Former Virginia ABC employee pleads guilty in liquor leak case
A liquor store in downtown Richmond. (Ned Oliver/Virginia Mercury)
A former Virginia Alcoholic Beverage Control Authority employee pleaded guilty to a felony computer trespassing charge after he was implicated in an unusual scheme to sell agency inventory data to buyers looking for early intel on which stores would have hard-to-find bottles of bourbon, ABC officials announced Monday.
Edgar Smith Garcia, 28, of Manassas, received a suspended sentence of two years in prison after entering the guilty plea in Hanover County Circuit Court. The two-year sentence was suspended for five years, meaning Garcia, who worked for ABC as a lead sales associate from early 2020 until March, can avoid prison time for good behavior. He is also banned from ABC property and has to pay a $600 fine.
Three other embezzlement and conspiracy charges were dropped as part of the plea deal.
Inside job? ABC embezzlement case points to leaks in hunt for rare bottles of bourbon
The alleged scheme came to light after numerous bourbon collectors raised concerns that some buyers seemed to have a heads up about which stores would be selling rare bottles that aren’t normally available at the state’s government-run liquor stores. That trend frustrated many collectors, who felt they weren’t getting a fair shot because bottles were selling out suspiciously fast. In bourbon collecting groups that organize largely on Facebook, it was an open secret that one particular user was offering inside ABC information for sale.
Authorities believe Garcia’s alleged accomplice in the plan, Robert William Adams, 45, of Newport News, was the person trying to sell the information online. Adams is also facing criminal charges and is set to appear in court on Dec. 12.
To try to address the problem, ABC officials instituted a randomized drop system earlier this year that makes it harder to predict which stores will be selling which bottles.

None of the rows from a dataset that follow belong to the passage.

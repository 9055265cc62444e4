//! Browser canvas backend

use wasm_bindgen::JsCast;
use web_sys::{CanvasRenderingContext2d, HtmlCanvasElement};

use super::Surface;

/// `Surface` over a canvas 2D context
pub struct CanvasSurface {
    ctx: CanvasRenderingContext2d,
}

impl CanvasSurface {
    /// Acquire the 2D context. `None` if the canvas cannot provide one.
    pub fn from_canvas(canvas: &HtmlCanvasElement) -> Option<Self> {
        let ctx = canvas
            .get_context("2d")
            .ok()
            .flatten()?
            .dyn_into::<CanvasRenderingContext2d>()
            .ok()?;
        Some(Self { ctx })
    }
}

impl Surface for CanvasSurface {
    fn set_fill_style(&mut self, color: &str) {
        self.ctx.set_fill_style_str(color);
    }

    fn set_stroke_style(&mut self, color: &str) {
        self.ctx.set_stroke_style_str(color);
    }

    fn set_line_width(&mut self, width: f32) {
        self.ctx.set_line_width(width as f64);
    }

    fn fill_rect(&mut self, x: f32, y: f32, w: f32, h: f32) {
        self.ctx.fill_rect(x as f64, y as f64, w as f64, h as f64);
    }

    fn stroke_rect(&mut self, x: f32, y: f32, w: f32, h: f32) {
        self.ctx.stroke_rect(x as f64, y as f64, w as f64, h as f64);
    }

    fn begin_path(&mut self) {
        self.ctx.begin_path();
    }

    fn move_to(&mut self, x: f32, y: f32) {
        self.ctx.move_to(x as f64, y as f64);
    }

    fn line_to(&mut self, x: f32, y: f32) {
        self.ctx.line_to(x as f64, y as f64);
    }

    fn arc(&mut self, x: f32, y: f32, radius: f32, start_angle: f32, end_angle: f32) {
        if let Err(e) = self.ctx.arc(
            x as f64,
            y as f64,
            radius as f64,
            start_angle as f64,
            end_angle as f64,
        ) {
            log::warn!("arc failed: {:?}", e);
        }
    }

    fn fill(&mut self) {
        self.ctx.fill();
    }

    fn stroke(&mut self) {
        self.ctx.stroke();
    }
}
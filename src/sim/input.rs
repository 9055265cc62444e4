//! Held movement keys
//!
//! Key events arrive between frames and are folded into a small set that the
//! tick reads once per frame.

use glam::Vec2;

/// One of the four movement keys
#[derive(Debug, Clone, Copy, PartialEq, Eq, Hash)]
pub enum MoveKey {
    Up,
    Down,
    Left,
    Right,
}

impl MoveKey {
    pub const ALL: [MoveKey; 4] = [MoveKey::Up, MoveKey::Down, MoveKey::Left, MoveKey::Right];

    /// Map a DOM `KeyboardEvent.key` value
    pub fn from_key(key: &str) -> Option<Self> {
        match key {
            "ArrowUp" => Some(MoveKey::Up),
            "ArrowDown" => Some(MoveKey::Down),
            "ArrowLeft" => Some(MoveKey::Left),
            "ArrowRight" => Some(MoveKey::Right),
            _ => None,
        }
    }

    fn bit(self) -> u8 {
        match self {
            MoveKey::Up => 1,
            MoveKey::Down => 1 << 1,
            MoveKey::Left => 1 << 2,
            MoveKey::Right => 1 << 3,
        }
    }
}

/// Set of currently held movement keys
#[derive(Debug, Clone, Copy, Default, PartialEq, Eq)]
pub struct HeldKeys {
    mask: u8,
}

impl HeldKeys {
    pub fn new() -> Self {
        Self::default()
    }

    /// Mark a key as held. Returns false if it already was.
    pub fn press(&mut self, key: MoveKey) -> bool {
        let was_held = self.is_held(key);
        self.mask |= key.bit();
        !was_held
    }

    /// Mark a key as released. Returns false if it was not held.
    pub fn release(&mut self, key: MoveKey) -> bool {
        let was_held = self.is_held(key);
        self.mask &= !key.bit();
        was_held
    }

    pub fn is_held(&self, key: MoveKey) -> bool {
        self.mask & key.bit() != 0
    }

    pub fn is_empty(&self) -> bool {
        self.mask == 0
    }

    /// Per-axis direction, each component in {-1, 0, 1} (screen y grows down).
    /// Axes are independent, so diagonals are not normalized.
    pub fn direction(&self) -> Vec2 {
        let mut dir = Vec2::ZERO;
        if self.is_held(MoveKey::Left) {
            dir.x -= 1.0;
        }
        if self.is_held(MoveKey::Right) {
            dir.x += 1.0;
        }
        if self.is_held(MoveKey::Up) {
            dir.y -= 1.0;
        }
        if self.is_held(MoveKey::Down) {
            dir.y += 1.0;
        }
        dir
    }
}

impl FromIterator<MoveKey> for HeldKeys {
    fn from_iter<I: IntoIterator<Item = MoveKey>>(iter: I) -> Self {
        let mut keys = HeldKeys::new();
        for key in iter {
            keys.press(key);
        }
        keys
    }
}

#[cfg(test)]
mod tests {
    use super::*;

    #[test]
    fn test_key_mapping() {
        assert_eq!(MoveKey::from_key("ArrowUp"), Some(MoveKey::Up));
        assert_eq!(MoveKey::from_key("ArrowDown"), Some(MoveKey::Down));
        assert_eq!(MoveKey::from_key("ArrowLeft"), Some(MoveKey::Left));
        assert_eq!(MoveKey::from_key("ArrowRight"), Some(MoveKey::Right));
        assert_eq!(MoveKey::from_key(" "), None);
        assert_eq!(MoveKey::from_key("arrowup"), None);
    }

    #[test]
    fn test_press_release_idempotent() {
        let mut keys = HeldKeys::new();
        assert!(keys.press(MoveKey::Up));
        assert!(!keys.press(MoveKey::Up));
        assert!(keys.is_held(MoveKey::Up));

        assert!(keys.release(MoveKey::Up));
        assert!(!keys.release(MoveKey::Up));
        assert!(keys.is_empty());
    }

    #[test]
    fn test_direction_is_unnormalized() {
        let keys: HeldKeys = [MoveKey::Up, MoveKey::Left].into_iter().collect();
        assert_eq!(keys.direction(), Vec2::new(-1.0, -1.0));

        let opposing: HeldKeys = [MoveKey::Left, MoveKey::Right].into_iter().collect();
        assert_eq!(opposing.direction(), Vec2::ZERO);
    }
}
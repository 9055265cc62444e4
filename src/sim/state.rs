//! Game state and core simulation types
//!
//! Everything mutated by a frame lives here. Nothing is persisted; a fresh
//! state is built at mount and on every restart.

use glam::Vec2;
use serde::{Deserialize, Serialize};

use crate::consts::*;

/// Controller phase
#[derive(Debug, Clone, Copy, PartialEq, Eq, Default, Serialize, Deserialize)]
pub enum GamePhase {
    /// Not stepping; the last frame stays on screen
    #[default]
    Idle,
    /// One tick per display refresh
    Running,
}

/// Something that happened during a tick, drained by the controller
#[derive(Debug, Clone, Copy, PartialEq, Serialize, Deserialize)]
pub enum GameEvent {
    /// Ball entered the goal mouth; carries the updated score
    GoalScored { score: u32 },
    /// Player touched the ball and overwrote its velocity
    BallKicked { vel: Vec2 },
}

/// Fixed rectangular play area with the goal mouth on its top edge
#[derive(Debug, Clone, Copy, PartialEq, Serialize, Deserialize)]
#[serde(default)]
pub struct Field {
    pub width: f32,
    pub height: f32,
    /// Horizontal span of the goal mouth, centered
    pub goal_width: f32,
    /// Depth of the goal band measured from the top edge
    pub goal_height: f32,
}

impl Default for Field {
    fn default() -> Self {
        Self {
            width: FIELD_WIDTH,
            height: FIELD_HEIGHT,
            goal_width: GOAL_WIDTH,
            goal_height: GOAL_HEIGHT,
        }
    }
}

impl Field {
    pub fn center(&self) -> Vec2 {
        Vec2::new(self.width / 2.0, self.height / 2.0)
    }

    /// Where the player starts each game
    pub fn player_spawn(&self) -> Vec2 {
        Vec2::new(self.width / 2.0, self.height - PLAYER_SPAWN_OFFSET)
    }

    /// Left edge of the goal mouth
    pub fn goal_left(&self) -> f32 {
        (self.width - self.goal_width) / 2.0
    }

    /// Right edge of the goal mouth
    pub fn goal_right(&self) -> f32 {
        self.goal_left() + self.goal_width
    }
}

/// Directly controlled player square (no velocity)
#[derive(Debug, Clone, Copy, PartialEq, Serialize, Deserialize)]
pub struct Player {
    /// Centre of the square
    pub pos: Vec2,
}

impl Player {
    pub fn spawn(field: &Field) -> Self {
        Self {
            pos: field.player_spawn(),
        }
    }
}

/// The ball
#[derive(Debug, Clone, Copy, PartialEq, Serialize, Deserialize)]
pub struct Ball {
    pub pos: Vec2,
    pub vel: Vec2,
}

impl Ball {
    /// Ball at rest on the centre spot
    pub fn at_center(field: &Field) -> Self {
        Self {
            pos: field.center(),
            vel: Vec2::ZERO,
        }
    }

    pub fn speed(&self) -> f32 {
        self.vel.length()
    }

    pub fn is_at_rest(&self) -> bool {
        self.vel == Vec2::ZERO
    }
}

/// Complete game state
#[derive(Debug, Clone, Serialize, Deserialize)]
pub struct GameState {
    pub phase: GamePhase,
    pub player: Player,
    pub ball: Ball,
    /// Goals scored since the last start
    pub score: u32,
    /// Frames stepped since the last start
    pub time_ticks: u64,
    /// Events raised since the last drain
    #[serde(skip)]
    pub events: Vec<GameEvent>,
}

impl GameState {
    /// Fresh idle state with everything on its spawn point
    pub fn new(field: &Field) -> Self {
        Self {
            phase: GamePhase::Idle,
            player: Player::spawn(field),
            ball: Ball::at_center(field),
            score: 0,
            time_ticks: 0,
            events: Vec::new(),
        }
    }

    /// Put player, ball and score back to their initial values.
    /// The phase is left to the caller.
    pub fn reset(&mut self, field: &Field) {
        self.player = Player::spawn(field);
        self.ball = Ball::at_center(field);
        self.score = 0;
        self.time_ticks = 0;
        self.events.clear();
    }

    /// Take all pending events
    pub fn drain_events(&mut self) -> Vec<GameEvent> {
        std::mem::take(&mut self.events)
    }
}

#[cfg(test)]
mod tests {
    use super::*;

    #[test]
    fn test_goal_mouth_is_centered() {
        let field = Field::default();
        assert_eq!(field.goal_left(), 160.0);
        assert_eq!(field.goal_right(), 240.0);
    }

    #[test]
    fn test_new_state_spawn_points() {
        let field = Field::default();
        let state = GameState::new(&field);
        assert_eq!(state.phase, GamePhase::Idle);
        assert_eq!(state.player.pos, Vec2::new(200.0, 550.0));
        assert_eq!(state.ball.pos, Vec2::new(200.0, 300.0));
        assert!(state.ball.is_at_rest());
        assert_eq!(state.score, 0);
    }

    #[test]
    fn test_reset_keeps_phase() {
        let field = Field::default();
        let mut state = GameState::new(&field);
        state.phase = GamePhase::Running;
        state.score = 4;
        state.ball.vel = Vec2::new(3.0, -1.0);
        state.events.push(GameEvent::GoalScored { score: 4 });

        state.reset(&field);
        assert_eq!(state.phase, GamePhase::Running);
        assert_eq!(state.score, 0);
        assert!(state.ball.is_at_rest());
        assert!(state.events.is_empty());
    }
}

“We identified a case where an employee worked with an outside individual in violation of ABC policy and Virginia law in the use of inventory information,” Virginia ABC CEO Travis Hill said in a news release. “We are pleased with today’s outcome in Hanover Circuit Court and confident that new distribution methods put in place in April with lessons learned by this incident ensure an equitable environment for customers.”